What you are asked to do: The answer must be a single number: the count of lines in the records below that contain the word "SsangSiot".

Dataset content:
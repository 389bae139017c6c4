//! 현대 한글 자모 테이블
//!
//! 초성(`Lead`) 19자, 중성(`Vowel`) 21자, 종성(`Tail`) 27자.
//! 각 자모는 위치 자모(conjoining)와 호환 자모(compatibility) 코드포인트,
//! 그리고 겹자모 분리 문자열을 가진다. 조합 테이블과 문자 조회는
//! 이 테이블을 훑어서 얻는다.
//!
//! 초성과 종성은 같은 호환 자모를 공유하는 경우가 많지만(ㄱ, ㄴ, ...)
//! 허용 집합과 겹자모 집합이 다르므로 별도 타입으로 둔다.

/// 자모 하나의 코드포인트 정보
#[derive(Debug, Clone, Copy, PartialEq, Eq)]
pub struct JamoEntry {
    /// 위치 자모 (예: 'ᄀ' U+1100)
    pub conjoining: char,
    /// 호환 자모 (예: 'ㄱ' U+3131)
    pub compatibility: char,
    /// 위치 자모 기준 구성 요소 (겹자모면 두 글자)
    pub conjoining_components: &'static str,
    /// 호환 자모 기준 구성 요소 (겹자모면 두 글자)
    pub compatibility_components: &'static str,
}

const fn entry(
    conjoining: char,
    compatibility: char,
    conjoining_components: &'static str,
    compatibility_components: &'static str,
) -> JamoEntry {
    JamoEntry {
        conjoining,
        compatibility,
        conjoining_components,
        compatibility_components,
    }
}

/// 초성/중성/종성 공통 동작
pub trait Jamo: Copy + Eq + 'static {
    /// 유니코드 순서대로 나열한 전체 자모
    const ALL: &'static [Self];
    /// `ALL`과 같은 순서의 코드포인트 테이블
    const TABLE: &'static [JamoEntry];

    /// 음절 산술에 쓰이는 0부터 시작하는 인덱스
    fn index(self) -> usize;

    fn from_index(index: usize) -> Option<Self> {
        Self::ALL.get(index).copied()
    }

    fn entry(self) -> &'static JamoEntry {
        &Self::TABLE[self.index()]
    }

    /// 위치 자모 문자
    fn conjoining(self) -> char {
        self.entry().conjoining
    }

    /// 호환 자모 문자
    fn compatibility(self) -> char {
        self.entry().compatibility
    }

    /// 요청한 인코딩의 단일 문자
    fn encoded(self, use_compatibility: bool) -> char {
        if use_compatibility {
            self.compatibility()
        } else {
            self.conjoining()
        }
    }

    /// 구성 요소 문자열. 홑자모는 자기 자신, 겹자모는 두 글자.
    ///
    /// ```
    /// use rsjamo::jamo::{Jamo, Tail, Vowel};
    /// assert_eq!(Tail::RieulGiyeok.components(true), "ㄹㄱ");
    /// assert_eq!(Vowel::Wa.components(false), "\u{1169}\u{1161}");
    /// ```
    fn components(self, use_compatibility: bool) -> &'static str {
        let entry = self.entry();
        if use_compatibility {
            entry.compatibility_components
        } else {
            entry.conjoining_components
        }
    }

    /// 겹자모(쌍자음, 겹받침, 이중모음)인지
    fn is_compound(self) -> bool {
        self.entry().compatibility_components.chars().nth(1).is_some()
    }

    /// 위치 자모 또는 호환 자모 문자로 자모를 찾는다.
    fn find(ch: char) -> Option<Self> {
        Self::TABLE
            .iter()
            .position(|e| e.conjoining == ch || e.compatibility == ch)
            .and_then(Self::from_index)
    }

    /// 두 자모를 겹자모로 합친다. (ㄱ+ㄱ=ㄲ, ㅗ+ㅏ=ㅘ, ㄹ+ㄱ=ㄺ)
    fn compose(self, next: Self) -> Option<Self> {
        let (first, second) = (self.compatibility(), next.compatibility());
        Self::ALL.iter().copied().find(|jamo| {
            let mut parts = jamo.components(true).chars();
            parts.next() == Some(first) && parts.next() == Some(second) && parts.next().is_none()
        })
    }
}

// ── 초성 ──

/// 초성 (leading consonant)
#[derive(Debug, Clone, Copy, PartialEq, Eq, PartialOrd, Ord, Hash)]
pub enum Lead {
    Giyeok,
    SsangGiyeok,
    Nieun,
    Digeut,
    SsangDigeut,
    Rieul,
    Mieum,
    Bieup,
    SsangBieup,
    Siot,
    SsangSiot,
    Ieung,
    Jieut,
    SsangJieut,
    Chieut,
    Kieuk,
    Tieut,
    Pieup,
    Hieut,
}

const LEADS: [Lead; 19] = [
    Lead::Giyeok,
    Lead::SsangGiyeok,
    Lead::Nieun,
    Lead::Digeut,
    Lead::SsangDigeut,
    Lead::Rieul,
    Lead::Mieum,
    Lead::Bieup,
    Lead::SsangBieup,
    Lead::Siot,
    Lead::SsangSiot,
    Lead::Ieung,
    Lead::Jieut,
    Lead::SsangJieut,
    Lead::Chieut,
    Lead::Kieuk,
    Lead::Tieut,
    Lead::Pieup,
    Lead::Hieut,
];

const LEAD_TABLE: [JamoEntry; 19] = [
    entry('\u{1100}', 'ㄱ', "\u{1100}", "ㄱ"),
    entry('\u{1101}', 'ㄲ', "\u{1100}\u{1100}", "ㄱㄱ"),
    entry('\u{1102}', 'ㄴ', "\u{1102}", "ㄴ"),
    entry('\u{1103}', 'ㄷ', "\u{1103}", "ㄷ"),
    entry('\u{1104}', 'ㄸ', "\u{1103}\u{1103}", "ㄷㄷ"),
    entry('\u{1105}', 'ㄹ', "\u{1105}", "ㄹ"),
    entry('\u{1106}', 'ㅁ', "\u{1106}", "ㅁ"),
    entry('\u{1107}', 'ㅂ', "\u{1107}", "ㅂ"),
    entry('\u{1108}', 'ㅃ', "\u{1107}\u{1107}", "ㅂㅂ"),
    entry('\u{1109}', 'ㅅ', "\u{1109}", "ㅅ"),
    entry('\u{110A}', 'ㅆ', "\u{1109}\u{1109}", "ㅅㅅ"),
    entry('\u{110B}', 'ㅇ', "\u{110B}", "ㅇ"),
    entry('\u{110C}', 'ㅈ', "\u{110C}", "ㅈ"),
    entry('\u{110D}', 'ㅉ', "\u{110C}\u{110C}", "ㅈㅈ"),
    entry('\u{110E}', 'ㅊ', "\u{110E}", "ㅊ"),
    entry('\u{110F}', 'ㅋ', "\u{110F}", "ㅋ"),
    entry('\u{1110}', 'ㅌ', "\u{1110}", "ㅌ"),
    entry('\u{1111}', 'ㅍ', "\u{1111}", "ㅍ"),
    entry('\u{1112}', 'ㅎ', "\u{1112}", "ㅎ"),
];

impl Jamo for Lead {
    const ALL: &'static [Self] = &LEADS;
    const TABLE: &'static [JamoEntry] = &LEAD_TABLE;

    fn index(self) -> usize {
        self as usize
    }
}

impl Lead {
    /// 같은 소리의 종성. 종성이 될 수 없는 ㄸ, ㅃ, ㅉ는 None.
    pub fn to_tail(self) -> Option<Tail> {
        Tail::find(self.compatibility())
    }
}

// ── 중성 ──

/// 중성 (vowel)
#[derive(Debug, Clone, Copy, PartialEq, Eq, PartialOrd, Ord, Hash)]
pub enum Vowel {
    A,
    Ae,
    Ya,
    Yae,
    Eo,
    E,
    Yeo,
    Ye,
    O,
    Wa,
    Wae,
    Oe,
    Yo,
    U,
    Wo,
    We,
    Wi,
    Yu,
    Eu,
    Ui,
    I,
}

const VOWELS: [Vowel; 21] = [
    Vowel::A,
    Vowel::Ae,
    Vowel::Ya,
    Vowel::Yae,
    Vowel::Eo,
    Vowel::E,
    Vowel::Yeo,
    Vowel::Ye,
    Vowel::O,
    Vowel::Wa,
    Vowel::Wae,
    Vowel::Oe,
    Vowel::Yo,
    Vowel::U,
    Vowel::Wo,
    Vowel::We,
    Vowel::Wi,
    Vowel::Yu,
    Vowel::Eu,
    Vowel::Ui,
    Vowel::I,
];

const VOWEL_TABLE: [JamoEntry; 21] = [
    entry('\u{1161}', 'ㅏ', "\u{1161}", "ㅏ"),
    entry('\u{1162}', 'ㅐ', "\u{1162}", "ㅐ"),
    entry('\u{1163}', 'ㅑ', "\u{1163}", "ㅑ"),
    entry('\u{1164}', 'ㅒ', "\u{1164}", "ㅒ"),
    entry('\u{1165}', 'ㅓ', "\u{1165}", "ㅓ"),
    entry('\u{1166}', 'ㅔ', "\u{1166}", "ㅔ"),
    entry('\u{1167}', 'ㅕ', "\u{1167}", "ㅕ"),
    entry('\u{1168}', 'ㅖ', "\u{1168}", "ㅖ"),
    entry('\u{1169}', 'ㅗ', "\u{1169}", "ㅗ"),
    entry('\u{116A}', 'ㅘ', "\u{1169}\u{1161}", "ㅗㅏ"),
    entry('\u{116B}', 'ㅙ', "\u{1169}\u{1162}", "ㅗㅐ"),
    entry('\u{116C}', 'ㅚ', "\u{1169}\u{1175}", "ㅗㅣ"),
    entry('\u{116D}', 'ㅛ', "\u{116D}", "ㅛ"),
    entry('\u{116E}', 'ㅜ', "\u{116E}", "ㅜ"),
    entry('\u{116F}', 'ㅝ', "\u{116E}\u{1165}", "ㅜㅓ"),
    entry('\u{1170}', 'ㅞ', "\u{116E}\u{1166}", "ㅜㅔ"),
    entry('\u{1171}', 'ㅟ', "\u{116E}\u{1175}", "ㅜㅣ"),
    entry('\u{1172}', 'ㅠ', "\u{1172}", "ㅠ"),
    entry('\u{1173}', 'ㅡ', "\u{1173}", "ㅡ"),
    entry('\u{1174}', 'ㅢ', "\u{1173}\u{1175}", "ㅡㅣ"),
    entry('\u{1175}', 'ㅣ', "\u{1175}", "ㅣ"),
];

impl Jamo for Vowel {
    const ALL: &'static [Self] = &VOWELS;
    const TABLE: &'static [JamoEntry] = &VOWEL_TABLE;

    fn index(self) -> usize {
        self as usize
    }
}

// ── 종성 ──

/// 종성 (trailing consonant). 종성 없음은 `Option::None`으로 표현한다.
#[derive(Debug, Clone, Copy, PartialEq, Eq, PartialOrd, Ord, Hash)]
pub enum Tail {
    Giyeok,
    SsangGiyeok,
    GiyeokSiot,
    Nieun,
    NieunJieut,
    NieunHieut,
    Digeut,
    Rieul,
    RieulGiyeok,
    RieulMieum,
    RieulBieup,
    RieulSiot,
    RieulTieut,
    RieulPieup,
    RieulHieut,
    Mieum,
    Bieup,
    BieupSiot,
    Siot,
    SsangSiot,
    Ieung,
    Jieut,
    Chieut,
    Kieuk,
    Tieut,
    Pieup,
    Hieut,
}

const TAILS: [Tail; 27] = [
    Tail::Giyeok,
    Tail::SsangGiyeok,
    Tail::GiyeokSiot,
    Tail::Nieun,
    Tail::NieunJieut,
    Tail::NieunHieut,
    Tail::Digeut,
    Tail::Rieul,
    Tail::RieulGiyeok,
    Tail::RieulMieum,
    Tail::RieulBieup,
    Tail::RieulSiot,
    Tail::RieulTieut,
    Tail::RieulPieup,
    Tail::RieulHieut,
    Tail::Mieum,
    Tail::Bieup,
    Tail::BieupSiot,
    Tail::Siot,
    Tail::SsangSiot,
    Tail::Ieung,
    Tail::Jieut,
    Tail::Chieut,
    Tail::Kieuk,
    Tail::Tieut,
    Tail::Pieup,
    Tail::Hieut,
];

const TAIL_TABLE: [JamoEntry; 27] = [
    entry('\u{11A8}', 'ㄱ', "\u{11A8}", "ㄱ"),
    entry('\u{11A9}', 'ㄲ', "\u{11A8}\u{11A8}", "ㄱㄱ"),
    entry('\u{11AA}', 'ㄳ', "\u{11A8}\u{11BA}", "ㄱㅅ"),
    entry('\u{11AB}', 'ㄴ', "\u{11AB}", "ㄴ"),
    entry('\u{11AC}', 'ㄵ', "\u{11AB}\u{11BD}", "ㄴㅈ"),
    entry('\u{11AD}', 'ㄶ', "\u{11AB}\u{11C2}", "ㄴㅎ"),
    entry('\u{11AE}', 'ㄷ', "\u{11AE}", "ㄷ"),
    entry('\u{11AF}', 'ㄹ', "\u{11AF}", "ㄹ"),
    entry('\u{11B0}', 'ㄺ', "\u{11AF}\u{11A8}", "ㄹㄱ"),
    entry('\u{11B1}', 'ㄻ', "\u{11AF}\u{11B7}", "ㄹㅁ"),
    entry('\u{11B2}', 'ㄼ', "\u{11AF}\u{11B8}", "ㄹㅂ"),
    entry('\u{11B3}', 'ㄽ', "\u{11AF}\u{11BA}", "ㄹㅅ"),
    entry('\u{11B4}', 'ㄾ', "\u{11AF}\u{11C0}", "ㄹㅌ"),
    entry('\u{11B5}', 'ㄿ', "\u{11AF}\u{11C1}", "ㄹㅍ"),
    entry('\u{11B6}', 'ㅀ', "\u{11AF}\u{11C2}", "ㄹㅎ"),
    entry('\u{11B7}', 'ㅁ', "\u{11B7}", "ㅁ"),
    entry('\u{11B8}', 'ㅂ', "\u{11B8}", "ㅂ"),
    entry('\u{11B9}', 'ㅄ', "\u{11B8}\u{11BA}", "ㅂㅅ"),
    entry('\u{11BA}', 'ㅅ', "\u{11BA}", "ㅅ"),
    entry('\u{11BB}', 'ㅆ', "\u{11BA}\u{11BA}", "ㅅㅅ"),
    entry('\u{11BC}', 'ㅇ', "\u{11BC}", "ㅇ"),
    entry('\u{11BD}', 'ㅈ', "\u{11BD}", "ㅈ"),
    entry('\u{11BE}', 'ㅊ', "\u{11BE}", "ㅊ"),
    entry('\u{11BF}', 'ㅋ', "\u{11BF}", "ㅋ"),
    entry('\u{11C0}', 'ㅌ', "\u{11C0}", "ㅌ"),
    entry('\u{11C1}', 'ㅍ', "\u{11C1}", "ㅍ"),
    entry('\u{11C2}', 'ㅎ', "\u{11C2}", "ㅎ"),
];

impl Jamo for Tail {
    const ALL: &'static [Self] = &TAILS;
    const TABLE: &'static [JamoEntry] = &TAIL_TABLE;

    fn index(self) -> usize {
        self as usize
    }
}

impl Tail {
    /// 다음 음절 초성으로 옮겨갈 때의 초성. 겹받침(ㄳ, ㄺ 등)은 None.
    pub fn to_lead(self) -> Option<Lead> {
        Lead::find(self.compatibility())
    }
}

Written solution: 4